A música antiga (Medieval e da Renascença) foi defendida pela Cappella Pratensis através do programa ‘Coimbra Connection’ dedicada à música provavelmente praticada no mosteiro de Santa Cruz daquela cidade, ao longo dos séculos XV e XVI. O agrupamento holandês confirmou as suas reais qualidades, apresentando-se bem entrosado e com notável adequação estilística. Por sua vez, o Ensemble Céladon apresentou dois programas distintos: o primeiro, dedicado à Música da Renascença Portuguesa, em que se destacou a revisitação de vilancicos, canções ou romances tão conhecidos como ‘Puestos estan frente e frente’ (descrição dramática dos últimos momentos de Dom Sebastião na batalha de Alcácer-Quibir) ou ‘Não tragais borzeguis pretos’. O segundo programa trouxe-nos algumas das mais significativas canções da lírica amorosa trovadoresca (da actual Provença), como a célebre ‘A chantar m’er’ da condessa Beatriz de Dia.
A venezuelana Gabriela Montero abriu a série de música de câmara com um recital dedicado, na primeira parte, a Schubert (os íntimos Improvisos op. 90) e ao virtuosístico Carnaval op. 9 de Schumann, a demonstrarem todas as potencialidades técnicas e expressivas da pianista, a dar-nos a sensação de que toca sem rede, tal a entrega permanente. Como previsto, a segunda parte foi reservada às célebres ‘improvisações’ da intérprete sobre temas sugeridos pelo público, uma delas, bem sentida, à sua Venezuela.
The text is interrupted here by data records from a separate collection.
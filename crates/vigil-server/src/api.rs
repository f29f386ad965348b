pub mod alarm_definitions;
pub mod notification_methods;
pub mod pagination;

use crate::logging::TraceId;
use crate::service::ServiceError;
use crate::state::AppState;
use axum::extract::rejection::{JsonRejection, QueryRejection};
use axum::extract::{Extension, State};
use axum::http::StatusCode;
use axum::response::{IntoResponse, Response};
use axum::Json;
use chrono::Utc;
use serde::Serialize;
use serde_json::Value;
use utoipa::ToSchema;
use utoipa_axum::{router::OpenApiRouter, routes};

/// API 错误响应
#[derive(Serialize, ToSchema)]
pub struct ApiError {
    /// 错误码
    pub err_code: i32,
    /// 错误信息
    pub err_msg: String,
    /// 链路追踪 ID（默认空字符串）
    pub trace_id: String,
}

/// API 统一响应包裹
#[derive(Serialize)]
pub struct ApiResponse<T>
where
    T: Serialize,
{
    /// 错误码（成功时为 0）
    pub err_code: i32,
    /// 错误信息（成功时为 success）
    pub err_msg: String,
    /// 链路追踪 ID（默认空字符串）
    pub trace_id: String,
    /// 业务数据（有数据时返回）
    pub data: Option<T>,
}

/// 资源链接
#[derive(Debug, Clone, Serialize, ToSchema)]
pub struct Link {
    /// 关系（self / next）
    pub rel: String,
    pub href: String,
}

impl Link {
    pub fn self_link(href: impl Into<String>) -> Self {
        Self {
            rel: "self".to_string(),
            href: href.into(),
        }
    }

    pub fn next(href: impl Into<String>) -> Self {
        Self {
            rel: "next".to_string(),
            href: href.into(),
        }
    }
}

/// 列表数据结构（游标分页）
#[derive(Serialize, ToSchema)]
pub struct ListData<T>
where
    T: Serialize,
{
    /// 数据项列表
    pub elements: Vec<T>,
    /// self 链接；还有更多数据时附带 next 链接
    pub links: Vec<Link>,
}

pub fn success_response<T>(status: StatusCode, trace_id: &str, data: T) -> Response
where
    T: Serialize,
{
    (
        status,
        Json(ApiResponse {
            err_code: 0,
            err_msg: "success".to_string(),
            trace_id: trace_id.to_string(),
            data: Some(data),
        }),
    )
        .into_response()
}

pub fn no_content_response() -> Response {
    StatusCode::NO_CONTENT.into_response()
}

fn to_custom_error_code(code: &str) -> i32 {
    match code {
        "bad_request" => 1001,
        "unauthorized" => 1002,
        "not_found" => 1004,
        "conflict" => 1005,
        "validation_error" => 1006,
        "unprocessable_entity" => 1007,
        "payload_too_large" => 1013,
        "invalid_action_reference" => 1201,
        "storage_error" => 1501,
        "internal_error" => 1500,
        _ => 1999,
    }
}

pub fn error_response(status: StatusCode, trace_id: &str, code: &str, msg: &str) -> Response {
    (
        status,
        Json(ApiResponse::<Value> {
            err_code: to_custom_error_code(code),
            err_msg: msg.to_string(),
            trace_id: trace_id.to_string(),
            data: None,
        }),
    )
        .into_response()
}

/// Maps a service failure onto its HTTP status and envelope.
pub fn service_error_response(trace_id: &str, err: ServiceError) -> Response {
    let (status, code) = match &err {
        ServiceError::Validation(_) => (StatusCode::UNPROCESSABLE_ENTITY, "validation_error"),
        ServiceError::Unprocessable(_) => (StatusCode::UNPROCESSABLE_ENTITY, "unprocessable_entity"),
        ServiceError::InvalidActionReference(_) => {
            (StatusCode::UNPROCESSABLE_ENTITY, "invalid_action_reference")
        }
        ServiceError::NotFound { .. } => (StatusCode::NOT_FOUND, "not_found"),
        ServiceError::AlreadyExists { .. } => (StatusCode::CONFLICT, "conflict"),
        ServiceError::Storage(e) => {
            tracing::error!(trace_id, error = %e, "Storage failure");
            return error_response(
                StatusCode::INTERNAL_SERVER_ERROR,
                trace_id,
                "storage_error",
                "Database error",
            );
        }
    };
    error_response(status, trace_id, code, &err.to_string())
}

/// Malformed JSON body: syntax errors are 400, shape errors 422.
pub fn json_rejection_response(trace_id: &str, rejection: &JsonRejection) -> Response {
    let status = rejection.status();
    let code = if status == StatusCode::UNPROCESSABLE_ENTITY {
        "validation_error"
    } else {
        "bad_request"
    };
    error_response(status, trace_id, code, &rejection.body_text())
}

pub fn query_rejection_response(trace_id: &str, rejection: &QueryRejection) -> Response {
    error_response(
        StatusCode::UNPROCESSABLE_ENTITY,
        trace_id,
        "validation_error",
        &rejection.body_text(),
    )
}

/// 健康检查响应
#[derive(Serialize, ToSchema)]
struct HealthResponse {
    /// 服务版本号
    version: String,
    /// 运行时长（秒）
    uptime_secs: i64,
}

/// 获取服务健康状态。
/// 无需 X-Tenant-Id 请求头。
#[utoipa::path(
    get,
    path = "/v2.0/health",
    tag = "Health",
    responses(
        (status = 200, description = "服务健康状态", body = HealthResponse)
    )
)]
async fn health(
    Extension(trace_id): Extension<TraceId>,
    State(state): State<AppState>,
) -> impl IntoResponse {
    success_response(
        StatusCode::OK,
        &trace_id,
        HealthResponse {
            version: env!("CARGO_PKG_VERSION").to_string(),
            uptime_secs: (Utc::now() - state.start_time).num_seconds(),
        },
    )
}

pub fn public_routes() -> OpenApiRouter<AppState> {
    OpenApiRouter::new().routes(routes!(health))
}

pub fn tenant_routes() -> OpenApiRouter<AppState> {
    OpenApiRouter::new()
        .merge(alarm_definitions::alarm_definition_routes())
        .merge(notification_methods::notification_method_routes())
}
Um dos concertos mais aguardados era o do Artemis Quartett, substituído à última hora pelo Armida Quartett, por falecimento do violetista poucos dias antes. Pois o concerto pelo jovem quarteto alemão acabaria por revelar-se como um dos mais interessantes desta edição. Um programa exigente (música de Beethoven, Shostakovich e Schubert), perfeito, imaculado. Ainda no domínio da música de câmara, destaque para a estreia de quatro obras decorrentes da 8ª edição do Concurso Internacional de Composição da Póvoa de Varzim, pela dupla André Baleiro (barítono) e João Paulo Santos (piano): ‘Three Seasons’ de Cyrill Schürch (1º Prémio), ‘Sós’ de Jacobo Gaspar Grandal (2º Prémio), ‘O milagre do elefante’ de Alberto Caparrós Álvarez (Menção Honrosa) e ‘Three Settings of Larkin’ de Vasco Mendonça, Presidente do júri.
Quanto à rúbrica ‘Jovens Intérpretes’ que o FIMPV tem por hábito incluir na sua programação, ano após ano, o recital por Ana Madalena Ribeiro (violino) e Daniel Hart revelou-se bem significativo sobre o actual nível do ensino da música em Portugal. Dois premiados no “Concurso Jovens Músicos da RTP Antena 2” da edição de 2014, ligados de algum modo à nossa Escola de Música: perfeição técnica, musicalidade e um já apreciável entrosamento. A nossa formação residente – o Quarteto Verazin – apresentou este ano música de Samuel Barber, Arvo Pärt e Maurice Ravel. O célebre Adagio do primeiro, “Fratres”, do segundo e o Quarteto em Fá maior do compositor francês mereceram fartos e justos aplausos da assistência.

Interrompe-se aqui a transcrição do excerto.